Compared to how I’d structured the Elm code, I did make some small improvements along the way while building out the UI in Gleam and Lustre, but having the Elm code for reference definitely sped up the development time. The UI code is looking pretty sweet if you ask me! 😊
One thing that is different in Gleam and Lustre compared to Elm is how you make a timer, like what I needed to trigger the auto-refresh of the UI every 5 seconds. In Elm you have subscriptions, and can subscribe to a time tick. However, with Lustre, there is no built in subscription feature, but it does still have effects, and Gleam has a very powerful foreign function interface (FFI) mechanism.

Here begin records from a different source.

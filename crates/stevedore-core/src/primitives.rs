//! # Built-in Primitives
//!
//! Hardcoded defaults and limits for the Stevedore pipeline.
//!
//! These constants seed [`DefaultsTable::default`](crate::DefaultsTable) and bound
//! the work a single installer run may do. They are compiled into the binary;
//! a configuration file can override the defaults table but not the limits.

// =============================================================================
// NAMESPACES
// =============================================================================

/// Default namespace of the monitoring stack.
///
/// Also the default `monitoring_namespace` of the console, which links the two
/// by naming convention rather than by a declared dependency.
pub const MONITORING_NAMESPACE: &str = "monitoring";

/// Default namespace of the console UI.
pub const CONSOLE_NAMESPACE: &str = "caas4-console";

/// Default namespace of the platform gateway.
pub const GATEWAY_NAMESPACE: &str = "gap";

/// Default namespace of the image registry.
pub const REGISTRY_NAMESPACE: &str = "registry";

// =============================================================================
// REPLICAS
// =============================================================================

pub const MONITORING_REPLICAS: u32 = 1;
pub const CONSOLE_REPLICAS: u32 = 2;
pub const GATEWAY_REPLICAS: u32 = 2;
pub const REGISTRY_REPLICAS: u32 = 1;

// =============================================================================
// KIND-SPECIFIC SETTINGS
// =============================================================================

pub const MONITORING_RETENTION: &str = "15d";
pub const MONITORING_STORAGE_SIZE: &str = "10Gi";
pub const MONITORING_SCRAPE_INTERVAL: &str = "30s";

pub const CONSOLE_TITLE: &str = "CaaS Console";
pub const CONSOLE_RESOURCE_PATH: &str = "/console";

pub const GATEWAY_HOSTNAME: &str = "gateway.cluster.local";
pub const GATEWAY_ROUTE: &str = "/";

pub const REGISTRY_STORAGE_SIZE: &str = "20Gi";

/// TLS is on unless a component explicitly turns it off.
pub const TLS_ENABLED: bool = true;

// =============================================================================
// INPUT VALIDATION LIMITS
// =============================================================================

/// Maximum length for component names.
///
/// Names end up as file names and Kubernetes object names; 63 is the DNS label limit.
pub const MAX_NAME_LENGTH: usize = 63;

/// Maximum number of components in a single registry.
pub const MAX_COMPONENTS: usize = 256;

/// Maximum template source size (1 MB).
///
/// Templates larger than this are rejected before parsing.
pub const MAX_TEMPLATE_SIZE: usize = 1024 * 1024;

/// Maximum nesting depth of `if`/`range` blocks in a template.
pub const MAX_BLOCK_DEPTH: usize = 32;

#[cfg(test)]
mod tests {
    use super::*;

    #[test]
    fn console_namespace_matches_installer_convention() {
        assert_eq!(CONSOLE_NAMESPACE, "caas4-console");
        assert_eq!(CONSOLE_REPLICAS, 2);
    }

    #[test]
    fn name_limit_is_dns_label() {
        assert_eq!(MAX_NAME_LENGTH, 63);
    }
}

This meant I could create a very simple JavaScript timer:
/**
* Start a periodic timer that fires a callback on a regular cadence.
*
* @param {int} interval Seconds between each tick.
* @param {object} callback A function to be called on each tick.
*/
export function set_interval(interval, callback) {
window.setInterval(callback, interval * 1000);
}
And then use that in the UI:
@external(javascript, "./internal/tick.mjs", "set_interval")

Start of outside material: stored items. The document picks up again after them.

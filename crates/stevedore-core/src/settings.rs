//! # Kind Settings
//!
//! Per-kind configuration of a component: one settings struct per
//! [`ComponentKind`], tied together by the [`ComponentSettings`] tagged union.
//!
//! Every field is optional until completion. A string holding `""` or a list
//! holding no entries counts as unset, exactly like `None`.

use crate::completion::{DefaultsTable, or_builtin};
use crate::primitives;
use crate::types::ComponentKind;
use serde::{Deserialize, Serialize};
use serde_json::{Map, Value};

// =============================================================================
// KIND SETTINGS TRAIT
// =============================================================================

/// Behaviour shared by every kind's settings.
pub trait KindSettings {
    /// The kind these settings belong to.
    const KIND: ComponentKind;

    /// Fill every unset field from the defaults table.
    ///
    /// Must be idempotent: a second call changes nothing.
    fn complete(&mut self, table: &DefaultsTable);

    /// Whether every field holds a value.
    fn is_complete(&self) -> bool;

    /// Write the render context fields (PascalCase keys) for templates.
    fn write_context(&self, context: &mut Map<String, Value>);
}

// =============================================================================
// FILL HELPERS
// =============================================================================

fn fill_str(slot: &mut Option<String>, default: &str) {
    if slot.as_deref().is_none_or(str::is_empty) {
        *slot = Some(default.to_string());
    }
}

fn fill<T: Copy>(slot: &mut Option<T>, default: T) {
    if slot.is_none() {
        *slot = Some(default);
    }
}

fn fill_routes(slot: &mut Option<Vec<String>>, default: &[String]) {
    if slot.as_ref().is_none_or(Vec::is_empty) {
        *slot = Some(if default.is_empty() {
            vec![primitives::GATEWAY_ROUTE.to_string()]
        } else {
            default.to_vec()
        });
    }
}

fn str_set(slot: &Option<String>) -> bool {
    slot.as_deref().is_some_and(|s| !s.is_empty())
}

// =============================================================================
// MONITORING
// =============================================================================

/// Settings of the monitoring stack.
#[derive(Debug, Clone, PartialEq, Eq, Default, Serialize, Deserialize)]
#[serde(deny_unknown_fields)]
pub struct MonitoringSettings {
    pub replicas: Option<u32>,
    /// Metrics retention period ("15d").
    pub retention: Option<String>,
    pub storage_size: Option<String>,
    pub scrape_interval: Option<String>,
}

impl KindSettings for MonitoringSettings {
    const KIND: ComponentKind = ComponentKind::Monitoring;

    fn complete(&mut self, table: &DefaultsTable) {
        let d = &table.monitoring;
        fill(&mut self.replicas, d.replicas);
        fill_str(&mut self.retention, or_builtin(&d.retention, primitives::MONITORING_RETENTION));
        fill_str(
            &mut self.storage_size,
            or_builtin(&d.storage_size, primitives::MONITORING_STORAGE_SIZE),
        );
        fill_str(
            &mut self.scrape_interval,
            or_builtin(&d.scrape_interval, primitives::MONITORING_SCRAPE_INTERVAL),
        );
    }

    fn is_complete(&self) -> bool {
        self.replicas.is_some()
            && str_set(&self.retention)
            && str_set(&self.storage_size)
            && str_set(&self.scrape_interval)
    }

    fn write_context(&self, context: &mut Map<String, Value>) {
        context.insert("Replicas".into(), Value::from(self.replicas));
        context.insert("Retention".into(), Value::from(self.retention.clone()));
        context.insert("StorageSize".into(), Value::from(self.storage_size.clone()));
        context.insert(
            "ScrapeInterval".into(),
            Value::from(self.scrape_interval.clone()),
        );
    }
}

// =============================================================================
// CONSOLE
// =============================================================================

/// Settings of the console UI.
#[derive(Debug, Clone, PartialEq, Eq, Default, Serialize, Deserialize)]
#[serde(deny_unknown_fields)]
pub struct ConsoleSettings {
    pub replicas: Option<u32>,
    pub title: Option<String>,
    pub tls: Option<bool>,
    /// URL path the console is served under.
    pub resource_path: Option<String>,
    /// Namespace the console reads metrics from.
    ///
    /// Defaults to the monitoring kind's default namespace. This is a naming
    /// convention only; it does not make monitoring a dependency.
    pub monitoring_namespace: Option<String>,
}

impl KindSettings for ConsoleSettings {
    const KIND: ComponentKind = ComponentKind::Console;

    fn complete(&mut self, table: &DefaultsTable) {
        let d = &table.console;
        fill(&mut self.replicas, d.replicas);
        fill_str(&mut self.title, or_builtin(&d.title, primitives::CONSOLE_TITLE));
        fill(&mut self.tls, d.tls);
        fill_str(
            &mut self.resource_path,
            or_builtin(&d.resource_path, primitives::CONSOLE_RESOURCE_PATH),
        );
        fill_str(
            &mut self.monitoring_namespace,
            table.namespace_for(ComponentKind::Monitoring),
        );
    }

    fn is_complete(&self) -> bool {
        self.replicas.is_some()
            && str_set(&self.title)
            && self.tls.is_some()
            && str_set(&self.resource_path)
            && str_set(&self.monitoring_namespace)
    }

    fn write_context(&self, context: &mut Map<String, Value>) {
        context.insert("Replicas".into(), Value::from(self.replicas));
        context.insert("Title".into(), Value::from(self.title.clone()));
        context.insert("Tls".into(), Value::from(self.tls));
        context.insert(
            "ResourcePath".into(),
            Value::from(self.resource_path.clone()),
        );
        context.insert(
            "MonitoringNamespace".into(),
            Value::from(self.monitoring_namespace.clone()),
        );
    }
}

// =============================================================================
// GATEWAY
// =============================================================================

/// Settings of the platform gateway.
#[derive(Debug, Clone, PartialEq, Eq, Default, Serialize, Deserialize)]
#[serde(deny_unknown_fields)]
pub struct GatewaySettings {
    pub replicas: Option<u32>,
    pub tls: Option<bool>,
    pub hostname: Option<String>,
    /// Path prefixes routed through the gateway.
    pub routes: Option<Vec<String>>,
}

impl KindSettings for GatewaySettings {
    const KIND: ComponentKind = ComponentKind::Gateway;

    fn complete(&mut self, table: &DefaultsTable) {
        let d = &table.gateway;
        fill(&mut self.replicas, d.replicas);
        fill(&mut self.tls, d.tls);
        fill_str(&mut self.hostname, or_builtin(&d.hostname, primitives::GATEWAY_HOSTNAME));
        fill_routes(&mut self.routes, &d.routes);
    }

    fn is_complete(&self) -> bool {
        self.replicas.is_some()
            && self.tls.is_some()
            && str_set(&self.hostname)
            && self.routes.as_ref().is_some_and(|r| !r.is_empty())
    }

    fn write_context(&self, context: &mut Map<String, Value>) {
        context.insert("Replicas".into(), Value::from(self.replicas));
        context.insert("Tls".into(), Value::from(self.tls));
        context.insert("Hostname".into(), Value::from(self.hostname.clone()));
        context.insert("Routes".into(), Value::from(self.routes.clone()));
    }
}

// =============================================================================
// REGISTRY
// =============================================================================

/// Settings of the in-cluster image registry.
#[derive(Debug, Clone, PartialEq, Eq, Default, Serialize, Deserialize)]
#[serde(deny_unknown_fields)]
pub struct RegistrySettings {
    pub replicas: Option<u32>,
    pub storage_size: Option<String>,
    pub tls: Option<bool>,
}

impl KindSettings for RegistrySettings {
    const KIND: ComponentKind = ComponentKind::Registry;

    fn complete(&mut self, table: &DefaultsTable) {
        let d = &table.registry;
        fill(&mut self.replicas, d.replicas);
        fill_str(
            &mut self.storage_size,
            or_builtin(&d.storage_size, primitives::REGISTRY_STORAGE_SIZE),
        );
        fill(&mut self.tls, d.tls);
    }

    fn is_complete(&self) -> bool {
        self.replicas.is_some() && str_set(&self.storage_size) && self.tls.is_some()
    }

    fn write_context(&self, context: &mut Map<String, Value>) {
        context.insert("Replicas".into(), Value::from(self.replicas));
        context.insert("StorageSize".into(), Value::from(self.storage_size.clone()));
        context.insert("Tls".into(), Value::from(self.tls));
    }
}

// =============================================================================
// TAGGED UNION
// =============================================================================

/// Settings of a component, tagged by kind.
///
/// In configuration files the tag is the `kind` key:
///
/// ```toml
/// [components.settings]
/// kind = "console"
/// replicas = 3
/// ```
#[derive(Debug, Clone, PartialEq, Eq, Serialize, Deserialize)]
#[serde(tag = "kind", rename_all = "snake_case")]
pub enum ComponentSettings {
    Monitoring(MonitoringSettings),
    Console(ConsoleSettings),
    Gateway(GatewaySettings),
    Registry(RegistrySettings),
}

impl ComponentSettings {
    /// Empty settings for a kind (every field unset).
    #[must_use]
    pub fn empty(kind: ComponentKind) -> Self {
        match kind {
            ComponentKind::Monitoring => Self::Monitoring(MonitoringSettings::default()),
            ComponentKind::Console => Self::Console(ConsoleSettings::default()),
            ComponentKind::Gateway => Self::Gateway(GatewaySettings::default()),
            ComponentKind::Registry => Self::Registry(RegistrySettings::default()),
        }
    }

    /// The kind of these settings.
    #[must_use]
    pub fn kind(&self) -> ComponentKind {
        match self {
            Self::Monitoring(_) => MonitoringSettings::KIND,
            Self::Console(_) => ConsoleSettings::KIND,
            Self::Gateway(_) => GatewaySettings::KIND,
            Self::Registry(_) => RegistrySettings::KIND,
        }
    }

    /// Fill every unset field from the defaults table.
    pub fn complete(&mut self, table: &DefaultsTable) {
        match self {
            Self::Monitoring(s) => s.complete(table),
            Self::Console(s) => s.complete(table),
            Self::Gateway(s) => s.complete(table),
            Self::Registry(s) => s.complete(table),
        }
    }

    /// Whether every field holds a value.
    #[must_use]
    pub fn is_complete(&self) -> bool {
        match self {
            Self::Monitoring(s) => s.is_complete(),
            Self::Console(s) => s.is_complete(),
            Self::Gateway(s) => s.is_complete(),
            Self::Registry(s) => s.is_complete(),
        }
    }

    /// Write the render context fields for templates.
    pub fn write_context(&self, context: &mut Map<String, Value>) {
        match self {
            Self::Monitoring(s) => s.write_context(context),
            Self::Console(s) => s.write_context(context),
            Self::Gateway(s) => s.write_context(context),
            Self::Registry(s) => s.write_context(context),
        }
    }

    /// Replica count, if set. Every kind has one.
    #[must_use]
    pub fn replicas(&self) -> Option<u32> {
        match self {
            Self::Monitoring(s) => s.replicas,
            Self::Console(s) => s.replicas,
            Self::Gateway(s) => s.replicas,
            Self::Registry(s) => s.replicas,
        }
    }
}

// =============================================================================
// TESTS
// =============================================================================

fn set_interval(_interval: Int, _callback: fn() -> a) -> Nil {
Nil
}
/// Start a timer that ticks every given number of seconds.
fn start_timer(seconds interval: Int) -> effect.Effect(Msg) {
use dispatch <- effect.from
use <- set_interval(interval)
dispatch(Tick)
}
/// Handle tasks every time the timer ticks.

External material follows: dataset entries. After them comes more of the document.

/// How a node list ended.
enum Terminator {
    Eof,
    Else { line: usize },
    ElseIf(Condition),
    End { line: usize },
}

struct Parser {
    tokens: std::vec::IntoIter<Token>,
}

impl Parser {
    fn parse_list(&mut self, depth: usize) -> Result<(Vec<Node>, Terminator), TemplateError> {
        let mut nodes = Vec::new();

        while let Some(token) = self.tokens.next() {
            let (body, line) = match token {
                Token::Text(text) => {
                    nodes.push(Node::Text(text));
                    continue;
                }
                Token::Action { body, line } => (body, line),
            };

            match parse_directive(&body, line)? {
                Directive::Print(path) => nodes.push(Node::Print { path, line }),
                Directive::If(condition) => nodes.push(self.parse_if(condition, depth + 1)?),
                Directive::Range(path) => nodes.push(self.parse_range(path, line, depth + 1)?),
                Directive::Else => return Ok((nodes, Terminator::Else { line })),
                Directive::ElseIf(condition) => return Ok((nodes, Terminator::ElseIf(condition))),
                Directive::End => return Ok((nodes, Terminator::End { line })),
            }
        }

        Ok((nodes, Terminator::Eof))
    }

    fn check_depth(depth: usize, line: usize) -> Result<(), TemplateError> {
        if depth > MAX_BLOCK_DEPTH {
            return Err(TemplateError::syntax(
                line,
                format!("blocks nested deeper than {}", MAX_BLOCK_DEPTH),
            ));
        }
        Ok(())
    }

    fn parse_if(&mut self, first: Condition, depth: usize) -> Result<Node, TemplateError> {
        let opened_at = first.line;
        Self::check_depth(depth, opened_at)?;

        let mut branches = Vec::new();
        let mut condition = first;
        loop {
            let (body, terminator) = self.parse_list(depth)?;
            branches.push(Branch { condition, body });
            match terminator {
                Terminator::ElseIf(next) => condition = next,
                Terminator::End { .. } => {
                    return Ok(Node::If {
                        branches,
                        otherwise: Vec::new(),
                    });
                }
                Terminator::Else { .. } => {
                    let otherwise = self.parse_final_else(depth, opened_at, "if")?;
                    return Ok(Node::If {
                        branches,
                        otherwise,
                    });
                }
                Terminator::Eof => {
                    return Err(TemplateError::syntax(opened_at, "unclosed if"));
                }
            }
        }
    }

    fn parse_range(
        &mut self,
        path: FieldPath,
        line: usize,
        depth: usize,
    ) -> Result<Node, TemplateError> {
        Self::check_depth(depth, line)?;

        let (body, terminator) = self.parse_list(depth)?;
        let otherwise = match terminator {
            Terminator::End { .. } => Vec::new(),
            Terminator::Else { .. } => self.parse_final_else(depth, line, "range")?,
            Terminator::ElseIf(condition) => {
                return Err(TemplateError::syntax(
                    condition.line,
                    "else if inside range",
                ));
            }
            Terminator::Eof => return Err(TemplateError::syntax(line, "unclosed range")),
        };
        Ok(Node::Range {
            path,
            line,
            body,
            otherwise,
        })
    }

    /// Parse the block after a final `else`, which must end with `end`.
    fn parse_final_else(
        &mut self,
        depth: usize,
        opened_at: usize,
        block: &str,
    ) -> Result<Vec<Node>, TemplateError> {
        let (otherwise, terminator) = self.parse_list(depth)?;
        match terminator {
            Terminator::End { .. } => Ok(otherwise),
            Terminator::Else { line } => {
                Err(TemplateError::syntax(line, format!("second else in {}", block)))
            }
            Terminator::ElseIf(condition) => Err(TemplateError::syntax(
                condition.line,
                format!("else if after else in {}", block),
            )),
            Terminator::Eof => Err(TemplateError::syntax(
                opened_at,
                format!("unclosed {}", block),
            )),
        }
    }
}

/// Parse a template source into its node tree.
pub(crate) fn parse(source: &str) -> Result<Vec<Node>, TemplateError> {
    let tokens = lex(source)?;
    let mut parser = Parser {
        tokens: tokens.into_iter(),
    };

    let (nodes, terminator) = parser.parse_list(0)?;
    match terminator {
        Terminator::Eof => Ok(nodes),
        Terminator::End { line } => Err(TemplateError::syntax(line, "unexpected end")),
        Terminator::Else { line } => Err(TemplateError::syntax(line, "unexpected else")),
        Terminator::ElseIf(condition) => {
            Err(TemplateError::syntax(condition.line, "unexpected else if"))
        }
    }
}

// =============================================================================
// TESTS
// =============================================================================

#[cfg(test)]
mod tests {
    use super::*;

    fn syntax_line(result: Result<Vec<Node>, TemplateError>) -> usize {
        match result {
            Err(TemplateError::Syntax { line, .. }) => line,
            other => unreachable!("expected syntax error, got {:?}", other),
        }
    }

    #[test]
    fn plain_text_is_single_node() {
        let nodes = parse("kind: Namespace\n").expect("parse");
        assert_eq!(nodes, vec![Node::Text("kind: Namespace\n".to_string())]);
    }

    #[test]
    fn field_paths_parse() {
        assert_eq!(parse_path(".", 1).expect("dot").to_string(), ".");
        assert_eq!(parse_path("$", 1).expect("root").to_string(), "$");
        assert_eq!(parse_path(".A.B", 1).expect("a.b").to_string(), ".A.B");
        assert_eq!(parse_path("$.Name", 1).expect("root").anchor, Anchor::Root);
    }

    #[test]
    fn invalid_paths_rejected() {
        assert!(parse_path(".A..B", 1).is_err());
        assert!(parse_path(".1x", 1).is_err());
        assert!(parse_path("$x", 1).is_err());
        assert!(parse_path("with", 1).is_err());
    }

    #[test]
    fn trim_markers_remove_whitespace() {
        let nodes = parse("a  \n{{- .X -}}\n  b").expect("parse");
        assert_eq!(nodes.first(), Some(&Node::Text("a".to_string())));
        assert_eq!(nodes.last(), Some(&Node::Text("b".to_string())));
    }

    #[test]
    fn trim_markers_keep_non_ascii_spaces() {
        let nodes = parse("a\u{00a0}\n{{- .X -}}\n\u{2003}b").expect("parse");
        assert_eq!(nodes.first(), Some(&Node::Text("a\u{00a0}".to_string())));
        assert_eq!(nodes.last(), Some(&Node::Text("\u{2003}b".to_string())));
    }

    #[test]
    fn comments_produce_nothing() {
        let nodes = parse("a{{/* }} inside */}}b").expect("parse");
        assert_eq!(
            nodes,
            vec![Node::Text("a".to_string()), Node::Text("b".to_string())]
        );
    }

    #[test]
    fn unclosed_action_reports_line() {
        assert_eq!(syntax_line(parse("one\ntwo {{ .X")), 2);
    }

    #[test]
    fn unclosed_if_reports_opening_line() {
        assert_eq!(syntax_line(parse("\n\n{{ if .X }}\nbody\n")), 3);
    }

    #[test]
    fn stray_end_rejected() {
        assert_eq!(syntax_line(parse("a\n{{ end }}")), 2);
    }

    #[test]
    fn second_else_rejected() {
        assert!(parse("{{if .A}}a{{else}}b{{else}}c{{end}}").is_err());
    }

    #[test]
    fn else_if_chain_parses() {
        let nodes = parse("{{if .A}}a{{else if not .B}}b{{else}}c{{end}}").expect("parse");
        match nodes.as_slice() {
            [Node::If { branches, otherwise }] => {
                assert_eq!(branches.len(), 2);
                assert!(branches[1].condition.negate);
                assert_eq!(otherwise, &vec![Node::Text("c".to_string())]);
            }
            other => unreachable!("unexpected nodes {:?}", other),
        }
    }

    #[test]
    fn empty_action_rejected() {
        assert!(parse("{{ }}").is_err());
    }

    #[test]
    fn nesting_is_bounded() {
        let depth = MAX_BLOCK_DEPTH + 1;
        let source = format!("{}x{}", "{{if .A}}".repeat(depth), "{{end}}".repeat(depth));
        assert!(parse(&source).is_err());

        let ok = format!(
            "{}x{}",
            "{{if .A}}".repeat(MAX_BLOCK_DEPTH),
            "{{end}}".repeat(MAX_BLOCK_DEPTH)
        );
        assert!(parse(&ok).is_ok());
    }
}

fn handle_tick(model model: Model) -> #(Model, effect.Effect(Msg)) {
case model.auto_refresh {
True -> #(
Model(..model, refreshing: True),
get_schedules(model.admin_url, model.nonce),
)
False -> #(model, effect.none())
}
}
It was then easy to hook into the dispatched Tick
message within the update function:
fn update(model: Model, msg: Msg) -> #(Model, effect.Effect(Msg)) {
case msg {
Tick -> handle_tick(model)
RefreshSchedules -> #(
Model(..model, refreshing: True),
get_schedules(model.admin_url, model.nonce),
)
...
}
The timer is actually started from the init function:
fn init(flags: String) -> #(Model, effect.Effect(Msg)) {
...
#(model, start_timer(model.timer_period))
}
Hooking up the change events in the form fields in the widget’s settings footer, and handling clicks was super easy with Lustre, and Bob’s yer Uncle, I had a fully working WordPress widget using Gleam for building the UI.
Back End Improvements
Having built out the UI with Gleam, I then set about improving the back end PHP code.
I made quite a few changes, fixed a couple of bugs, improved security, separated the AJAX handing code from the underlying handling code in case I decide to switch to a WP-REST-API mechanism, and generally cleaned things up.
To aid with the cleanup, I added PHPStan and PHP_CodeSniffer to the mix to perform static analysis and code style checks respectively.
PHPStan is currently passing at level 9, just one step down from the max of 10, which is unfortunately impossible to get to due to some of the referenced WordPress functions, and with only a couple of ignored rules that are due to the way a couple of WP cron functions need to be used.
Likewise, the PHP_CodeSniffer checks are passing all the extended WordPress rules, with just an exclusion because the plugin needs to create its own cron schedule, and the ruleset is currently using a deprecated rule that naturally needs to be skipped.
That Was Fun
All in all, I had a lot of fun rewriting WP Cron Pixie’s UI in Gleam, and improving the PHP side of things too.
I am now thinking about what improvements I can make to WP Cron Pixie, might have a crack at using Birdie to snapshot test the UI, and wondering what my next Gleam based project will be as I’ve definitely got the “Gleam ALL THE THINGS” bug!